Stored data
──────────────────────────────

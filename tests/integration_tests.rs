//! Integration tests for the datetime MCP server
//!
//! These tests drive the full read-dispatch-write loop over in-memory streams.

use std::sync::atomic::{AtomicI64, Ordering};

use chrono::{DateTime, Duration, Local, TimeZone};
use regex::Regex;
use serde_json::{json, Value};
use tokio::io::BufReader;

use mcp_datetime::config::Config;
use mcp_datetime::datetime::{Clock, DatetimeFormatter, FormatId, TemplateTable};
use mcp_datetime::error::{DatetimeMcpError, FormatError};
use mcp_datetime::mcp::server::McpServer;
use mcp_datetime::mcp::tools::ToolHandler;

/// Helper to create a JSON-RPC request line
fn make_request(id: i64, method: &str, params: Option<Value>) -> String {
    let mut request = json!({
        "jsonrpc": "2.0",
        "id": id,
        "method": method,
    });
    if let Some(p) = params {
        request["params"] = p;
    }
    format!("{}\n", request)
}

fn call_datetime(id: i64, arguments: Value) -> String {
    make_request(
        id,
        "tools/call",
        Some(json!({"name": "get_datetime", "arguments": arguments})),
    )
}

fn new_server() -> McpServer {
    let formatter = DatetimeFormatter::new(TemplateTable::new().expect("template table"));
    McpServer::new(Config::new(), ToolHandler::new(formatter))
}

/// Feed `input` to a fresh server and collect every response line
async fn exchange(input: &str) -> Vec<Value> {
    let mut server = new_server();
    let mut output = Vec::<u8>::new();
    server
        .run(BufReader::new(input.as_bytes()), &mut output)
        .await
        .expect("server loop");

    String::from_utf8(output)
        .expect("utf-8 output")
        .lines()
        .map(|line| serde_json::from_str(line).expect("Failed to parse JSON response"))
        .collect()
}

fn tool_text(response: &Value) -> &str {
    response["result"]["content"][0]["text"]
        .as_str()
        .expect("text content")
}

fn is_tool_error(response: &Value) -> bool {
    response["result"]["isError"] == json!(true)
}

/// Clock that advances one second per reading
struct SteppingClock {
    start: DateTime<Local>,
    ticks: AtomicI64,
}

impl SteppingClock {
    fn new() -> Self {
        Self {
            start: Local.with_ymd_and_hms(2024, 12, 10, 0, 54, 1).unwrap(),
            ticks: AtomicI64::new(0),
        }
    }
}

impl Clock for SteppingClock {
    fn now(&self) -> DateTime<Local> {
        let tick = self.ticks.fetch_add(1, Ordering::SeqCst);
        self.start + Duration::seconds(tick)
    }
}

mod mcp_protocol_tests {
    use super::*;

    #[tokio::test]
    async fn test_initialize_handshake() {
        let input = format!(
            "{}{}",
            make_request(
                1,
                "initialize",
                Some(json!({
                    "protocolVersion": "2024-11-05",
                    "clientInfo": {"name": "test-client", "version": "1.0.0"},
                    "capabilities": {}
                }))
            ),
            "{\"jsonrpc\":\"2.0\",\"method\":\"notifications/initialized\"}\n"
        );

        let responses = exchange(&input).await;
        // The notification gets no reply.
        assert_eq!(responses.len(), 1);
        assert_eq!(responses[0]["id"], 1);
        assert_eq!(responses[0]["result"]["protocolVersion"], "2024-11-05");
        assert_eq!(responses[0]["result"]["serverInfo"]["name"], "mcp-datetime");
    }

    #[tokio::test]
    async fn test_list_tools_is_idempotent() {
        let input = format!(
            "{}{}{}",
            make_request(1, "tools/list", None),
            call_datetime(2, json!({"format": "date"})),
            make_request(3, "tools/list", None),
        );

        let responses = exchange(&input).await;
        assert_eq!(responses.len(), 3);
        assert_eq!(responses[0]["result"], responses[2]["result"]);

        let tools = responses[0]["result"]["tools"].as_array().unwrap();
        assert_eq!(tools.len(), 1);
        assert_eq!(tools[0]["name"], "get_datetime");
        assert_eq!(tools[0]["inputSchema"]["type"], "object");
        assert_eq!(tools[0]["inputSchema"]["required"], json!(["format"]));
        assert_eq!(
            tools[0]["inputSchema"]["properties"]["format"]["type"],
            "string"
        );
    }

    #[tokio::test]
    async fn test_unknown_tool_keeps_serving() {
        let input = format!(
            "{}{}",
            make_request(
                1,
                "tools/call",
                Some(json!({"name": "not_a_tool", "arguments": {}}))
            ),
            make_request(2, "ping", None),
        );

        let responses = exchange(&input).await;
        assert_eq!(responses.len(), 2);
        assert!(responses[0]["error"].is_null());
        assert!(is_tool_error(&responses[0]));
        assert!(tool_text(&responses[0]).contains("Unknown tool: not_a_tool"));
        assert_eq!(responses[1]["result"], json!({}));
    }

    #[tokio::test]
    async fn test_missing_format_argument() {
        let responses = exchange(&call_datetime(1, json!({}))).await;
        assert!(is_tool_error(&responses[0]));
        assert!(tool_text(&responses[0]).contains("Missing required argument: format"));
    }

    #[tokio::test]
    async fn test_unknown_format_argument() {
        let responses = exchange(&call_datetime(1, json!({"format": "bogus"}))).await;
        assert!(is_tool_error(&responses[0]));
        assert!(tool_text(&responses[0]).contains("bogus"));
    }

    #[tokio::test]
    async fn test_iso_call() {
        let responses = exchange(&call_datetime(7, json!({"format": "iso"}))).await;
        assert_eq!(responses[0]["id"], 7);
        assert!(!is_tool_error(&responses[0]));

        let re = Regex::new(r"^\d{4}-\d{2}-\d{2}T\d{2}:\d{2}:\d{2}[+-]\d{4}$").unwrap();
        assert!(re.is_match(tool_text(&responses[0])));
    }

    #[tokio::test]
    async fn test_garbage_line_then_recovery() {
        let input = format!("not json at all\n\n{}", make_request(2, "ping", None));

        let responses = exchange(&input).await;
        assert_eq!(responses.len(), 2);
        assert_eq!(responses[0]["error"]["code"], -32700);
        assert!(responses[0]["id"].is_null());
        assert_eq!(responses[1]["id"], 2);
    }

    #[tokio::test]
    async fn test_unknown_method() {
        let responses = exchange(&make_request(5, "resources/list", None)).await;
        assert_eq!(responses[0]["error"]["code"], -32601);
    }

    #[tokio::test]
    async fn test_missing_method_keeps_id() {
        let input = "{\"jsonrpc\":\"2.0\",\"id\":9}\n";

        let responses = exchange(input).await;
        assert_eq!(responses.len(), 1);
        assert_eq!(responses[0]["id"], 9);
        assert_eq!(responses[0]["error"]["code"], -32600);
    }

    #[tokio::test]
    async fn test_null_id_gets_invalid_request() {
        let input = format!(
            "{}{}",
            "{\"jsonrpc\":\"2.0\",\"id\":null,\"method\":\"tools/list\"}\n",
            make_request(2, "ping", None),
        );

        let responses = exchange(&input).await;
        assert_eq!(responses.len(), 2);
        assert!(responses[0]["id"].is_null());
        assert_eq!(responses[0]["error"]["code"], -32600);
        assert_eq!(responses[1]["id"], 2);
    }

    #[tokio::test]
    async fn test_float_id_is_echoed() {
        let input = "{\"jsonrpc\":\"2.0\",\"id\":1.5,\"method\":\"ping\"}\n";

        let responses = exchange(input).await;
        assert_eq!(responses[0]["id"], 1.5);
        assert_eq!(responses[0]["result"], json!({}));
    }

    #[tokio::test]
    async fn test_string_arguments_rejected() {
        let input = make_request(
            1,
            "tools/call",
            Some(json!({"name": "get_datetime", "arguments": "iso"})),
        );

        let responses = exchange(&input).await;
        assert!(is_tool_error(&responses[0]));
        assert!(tool_text(&responses[0]).contains("Invalid tool arguments"));
    }

    #[tokio::test]
    async fn test_empty_input_exits_cleanly() {
        assert!(exchange("").await.is_empty());
    }
}

mod stream_tests {
    use super::*;
    use std::io;

    #[test]
    fn test_response_written_per_request() {
        let mock = tokio_test::io::Builder::new()
            .read(b"{\"jsonrpc\":\"2.0\",\"id\":1,\"method\":\"ping\"}\n")
            .write(b"{\"jsonrpc\":\"2.0\",\"id\":1,\"result\":{}}\n")
            .build();
        let (reader, writer) = tokio::io::split(mock);

        let result = tokio_test::block_on(new_server().run(BufReader::new(reader), writer));
        assert!(result.is_ok());
    }

    #[test]
    fn test_read_failure_is_fatal() {
        let mock = tokio_test::io::Builder::new()
            .read_error(io::Error::new(io::ErrorKind::BrokenPipe, "closed"))
            .build();

        let result = tokio_test::block_on(new_server().run(BufReader::new(mock), Vec::<u8>::new()));
        assert!(matches!(result, Err(DatetimeMcpError::Io(_))));
    }
}

mod format_engine_tests {
    use super::*;

    fn shape(id: FormatId) -> &'static str {
        match id {
            FormatId::Date => r"^\d{4}-\d{2}-\d{2}$",
            FormatId::DateSlash => r"^\d{4}/\d{2}/\d{2}$",
            FormatId::DateJp => r"^\d{4}年\d{2}月\d{2}日$",
            FormatId::Datetime => r"^\d{4}-\d{2}-\d{2} \d{2}:\d{2}:\d{2}$",
            FormatId::DatetimeJp => r"^\d{4}年\d{2}月\d{2}日 \d{2}時\d{2}分\d{2}秒$",
            FormatId::DatetimeT => r"^\d{4}-\d{2}-\d{2}T\d{2}:\d{2}:\d{2}$",
            FormatId::Compact => r"^\d{14}$",
            FormatId::CompactDate => r"^\d{8}$",
            FormatId::CompactTime => r"^\d{6}$",
            FormatId::FilenameMd => r"^\d{14}\.md$",
            FormatId::FilenameTxt => r"^\d{14}\.txt$",
            FormatId::FilenameLog => r"^\d{14}\.log$",
            FormatId::Iso => r"^\d{4}-\d{2}-\d{2}T\d{2}:\d{2}:\d{2}[+-]\d{4}$",
            FormatId::IsoBasic => r"^\d{8}T\d{6}[+-]\d{4}$",
            FormatId::Log => r"^\d{4}-\d{2}-\d{2} \d{2}:\d{2}:\d{2}\.\d{6}$",
            FormatId::LogCompact => r"^\d{8}_\d{6}$",
            FormatId::Time => r"^\d{2}:\d{2}:\d{2}$",
            FormatId::TimeJp => r"^\d{2}時\d{2}分\d{2}秒$",
        }
    }

    #[test]
    fn test_every_format_matches_its_shape() {
        let formatter = DatetimeFormatter::new(TemplateTable::new().unwrap());
        for id in FormatId::ALL {
            let rendered = formatter.format(id.as_str()).unwrap();
            let re = Regex::new(shape(id)).unwrap();
            assert!(re.is_match(&rendered), "{} rendered as {:?}", id, rendered);
        }
    }

    #[test]
    fn test_examples_match_their_shape() {
        for id in FormatId::ALL {
            let re = Regex::new(shape(id)).unwrap();
            assert!(re.is_match(id.example()), "example for {}", id);
        }
    }

    #[test]
    fn test_bogus_format() {
        let formatter = DatetimeFormatter::new(TemplateTable::new().unwrap());
        let err = formatter.format("bogus").unwrap_err();
        assert_eq!(
            err,
            FormatError::UnknownFormat {
                format: "bogus".to_string()
            }
        );
    }

    #[test]
    fn test_time_reads_clock_each_call() {
        let formatter =
            DatetimeFormatter::with_clock(TemplateTable::new().unwrap(), SteppingClock::new());

        let first = formatter.format("time").unwrap();
        let second = formatter.format("time").unwrap();

        assert_eq!(first, "00:54:01");
        assert_eq!(second, "00:54:02");
        assert_eq!(first[..6], second[..6]);
    }

    #[tokio::test]
    async fn test_injected_clock_reaches_tool() {
        let formatter =
            DatetimeFormatter::with_clock(TemplateTable::new().unwrap(), SteppingClock::new());
        let mut server = McpServer::new(Config::new(), ToolHandler::new(formatter));

        let input = format!(
            "{}{}",
            call_datetime(1, json!({"format": "datetime_jp"})),
            call_datetime(2, json!({"format": "filename_md"})),
        );
        let mut output = Vec::<u8>::new();
        server
            .run(BufReader::new(input.as_bytes()), &mut output)
            .await
            .unwrap();

        let responses: Vec<Value> = String::from_utf8(output)
            .unwrap()
            .lines()
            .map(|l| serde_json::from_str(l).unwrap())
            .collect();
        assert_eq!(tool_text(&responses[0]), "2024年12月10日 00時54分01秒");
        assert_eq!(tool_text(&responses[1]), "20241210005402.md");
    }
}
//! Datetime formatting module
//!
//! Maps template identifiers to timestamp patterns and renders the current time.

pub mod engine;
pub mod templates;

pub use engine::{Clock, DatetimeFormatter, SystemClock};
pub use templates::{FormatId, Template, TemplateTable};
//! Datetime MCP Server Library
//!
//! A Model Context Protocol (MCP) server exposing a single `get_datetime` tool
//! that formats the current local time with one of a fixed set of templates.

pub mod config;
pub mod datetime;
pub mod error;
pub mod mcp;

pub use config::Config;
pub use error::{DatetimeMcpError, Result};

──────────────────────────────

### Exercise
Filter the entries down to the lines with the word "mock" in them, and copy those lines.

### Answer to this exercise
        let mock = tokio_test::io::Builder::new()
        let (reader, writer) = tokio::io::split(mock);
        let mock = tokio_test::io::Builder::new()
        let result = tokio_test::block_on(new_server().run(BufReader::new(mock), Vec::<u8>::new()));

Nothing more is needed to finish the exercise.